While her blog is a faith-based resource for people struggling with disordered eating, and not a mom blog, I know that there certainly is overlap between those two groups of people. In addition to selfishly picking Erin’s brain to prepare myself for parenting two, I also hoped that connecting with her would help connect any of my readers who might be struggling. If you are (or know someone who is) dealing with an eating disorder, visit RecoveringwithGod.com for words of encouragement. (And, as Erin points out in her bio, you should also seek treatment with a health care professional.) Take care of yourself, Mama.
P.S. I can’t figure out how to get someone a draft for review on WordPress without it going live, so sorry if you got a blank/password protected email post!
I have alluded to my IRL friend, new mom and far more dedicated blogger Melissa a couple of times. She has a six-ish week old baby, the lovely Sir FW, and I thought it would be a fun idea to interview her about where she is at in the great adventure of motherhood. She agreed and interviewed me, too.

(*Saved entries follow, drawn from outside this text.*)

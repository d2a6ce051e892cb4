//! # Reactive Query Cache
//!
//! A keyed, stale-time-aware store of fetched data with two mutation
//! paths: plain invalidate-and-refetch, and optimistic-update-with-
//! rollback. Server-pushed changes are merged in by the stream bridge.
//!
//! A cache entry may be read by many consumers simultaneously but is
//! mutated only by its own fetcher's resolution, by the optimistic
//! mutation protocol for that exact key, or by the bridge applying a
//! matching change-stream event.

pub mod entry;
pub mod key;
pub mod mutation;
pub mod store;

pub use entry::CacheEntry;
pub use key::QueryKey;
pub use mutation::{MutationContext, MutationOptions, MutationOutcome};
pub use store::{CacheConfig, Fetcher, QueryCache, QueryOptions, QueryState, QueryStatus};
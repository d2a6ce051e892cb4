//! # Transport Backend Contract
//!
//! The backend is an opaque collaborator reached through this trait and
//! injected at construction time, never through ambient global state. Any
//! backend capable of row-change notification, ephemeral presence, and
//! ephemeral broadcast satisfies it.

use serde_json::Value;
use tokio::sync::mpsc;
use uuid::Uuid;

use crate::changes::StreamDescriptor;
use crate::errors::SyncResult;
use crate::event::{ChannelEvent, PresenceRecord};

/// Event sender attached to an open channel
pub type EventSender = mpsc::UnboundedSender<ChannelEvent>;

/// Event receiver owned by the channel's opener
pub type EventReceiver = mpsc::UnboundedReceiver<ChannelEvent>;

/// Opaque identifier for one opened channel instance
#[derive(Debug, Clone, Copy, PartialEq, Eq, Hash)]
pub struct ChannelId(Uuid);

impl ChannelId {
    /// Allocate a fresh channel id
    pub fn fresh() -> Self {
        Self(Uuid::new_v4())
    }
}

impl std::fmt::Display for ChannelId {
    fn fmt(&self, f: &mut std::fmt::Formatter<'_>) -> std::fmt::Result {
        write!(f, "{}", self.0)
    }
}

/// The channel-transport face of the backend service.
///
/// The transport performs no deduplication of opens: every `open` yields an
/// independent channel instance owned exclusively by its caller. `close` is
/// safe to call multiple times and releases every listener registered on
/// the channel.
pub trait ChannelTransport: Send + Sync {
    /// Open a channel on the given topic
    fn open(&self, topic: &str) -> SyncResult<ChannelId>;

    /// Attach the event sender for a channel. Events are not delivered
    /// before attachment.
    fn attach(&self, id: ChannelId, sender: EventSender) -> SyncResult<()>;

    /// Complete the subscribe handshake. The descriptor, if any, binds at
    /// this point and cannot be mutated afterwards.
    fn subscribe(&self, id: ChannelId, descriptor: Option<&StreamDescriptor>) -> SyncResult<()>;

    /// Publish a presence record on the channel. Undefined before the
    /// subscribe handshake confirms; the transport rejects it.
    fn track(&self, id: ChannelId, record: PresenceRecord) -> SyncResult<()>;

    /// Withdraw this channel's presence record
    fn untrack(&self, id: ChannelId) -> SyncResult<()>;

    /// The synced presence table for the channel's topic
    fn presence_table(&self, id: ChannelId) -> Vec<PresenceRecord>;

    /// Send an ephemeral broadcast on the channel's topic. Messages reach
    /// only the subscribers present at send time; with zero subscribers the
    /// message is silently dropped.
    fn send(&self, id: ChannelId, event: &str, payload: Value) -> SyncResult<()>;

    /// Close the channel and release its listeners. Idempotent.
    fn close(&self, id: ChannelId);
}

/// Response shape of the backend's request/response data API, consumed by
/// query fetchers and by the optimistic mutation's server-call step.
#[derive(Debug, Clone, serde::Serialize, serde::Deserialize)]
pub struct ApiResponse {
    /// Whether the call succeeded
    pub success: bool,

    /// Payload on success
    #[serde(skip_serializing_if = "Option::is_none")]
    pub data: Option<Value>,

    /// Backend-provided message on failure
    #[serde(skip_serializing_if = "Option::is_none")]
    pub error: Option<String>,
}

impl ApiResponse {
    /// Create a success response
    pub fn ok(data: Value) -> Self {
        Self {
            success: true,
            data: Some(data),
            error: None,
        }
    }

    /// Create an empty success response
    pub fn empty() -> Self {
        Self {
            success: true,
            data: None,
            error: None,
        }
    }

    /// Create a failure response
    pub fn fail(message: impl Into<String>) -> Self {
        Self {
            success: false,
            data: None,
            error: Some(message.into()),
        }
    }
}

We both had so much to say that this has now become a miniseries. This week, she’s answering my questions about pregnancy.
Without further ado, here’s Part One of my interview with Melissa. (If you’re into fitness, baking, healthy eating and/or new mom stuff, I highly recommend you check out and subscribe to her blog! She’s an inspiration in all of these areas without making you feel like a failure – a rare and wondrous balance in the world of fitness/food/mom bloggers.)
Ask A Mom: Melissa at I Crashed The Web
Part One: Pregnancy and becoming a mom
Has motherhood changed your perspective on the world in any way?
I’m much more sensitive to stories in the news, on TV (real or fake), etc. that deal with violence, tolerance and/or children. I want FW to grow up in a world that is peaceful. I want him to live in a world that tolerates him and his beliefs- whatever they may be. And I want him to be safe. I’m now so much more affected by what’s going on in the world around me, now that my world is so much more than me- it’s me and my family.
What was the worst parenting or pregnancy advice you got before baby arrived?
Sleep when the baby sleeps. Okay, so this isn’t exactly awful advice (I did take a 40 min nap today while FW slept, yay!), but do what works for you. Some days, your baby won’t sleep much or only in spurts of 10-20 minutes, so don’t rely on this for your naps. Sleep when you can and do what you wanna do while the baby naps. Yesterday for me, this was baking lemon zucchini bread. Another day it was working out. Do what you need to do to stay sane – whether it’s sleep, shower or just sit on the couch and eat a brownie (or two).
What was the hardest part of pregnancy for you?
Slowing down. I thrive on being busy and productive and I had to change my lifestyle somewhat near the end. I got tired more easily, especially during the end, and I had to make sleep a bigger priority. I no longer could run 5 miles, meal prep, blog, go for a walk, and hang out with friends all in one day – it was too tiring! Running a 5k felt like a half marathon and I was pooped. I had to prioritize and spend my free time doing more relaxing than usual.
What surprised you about pregnancy?
How easy it was for me. I was really lucky in that I had a relatively easy pregnancy. I didn’t have morning sickness. I didn’t feel toooooo large or uncomfortable until the end and I was able to keep up a somewhat active lifestyle throughout – I continued running (I did a 5k at 38.5 weeks) and walking throughout. I know that not all pregnancies are that easy and I feel so lucky!
Are you happy with your childbirth experience? Is there anything you wish would have gone differently?
I went in without a birth plan – I told the nurses and doctors my plan was “to have a healthy and happy baby” and I got it. Would I have liked to have been able to manage without an epidural? Yes. Would I have liked to have had only one epidural instead of having them have to do it twice because the first one didn’t work? Yes. But overall, I’m very happy.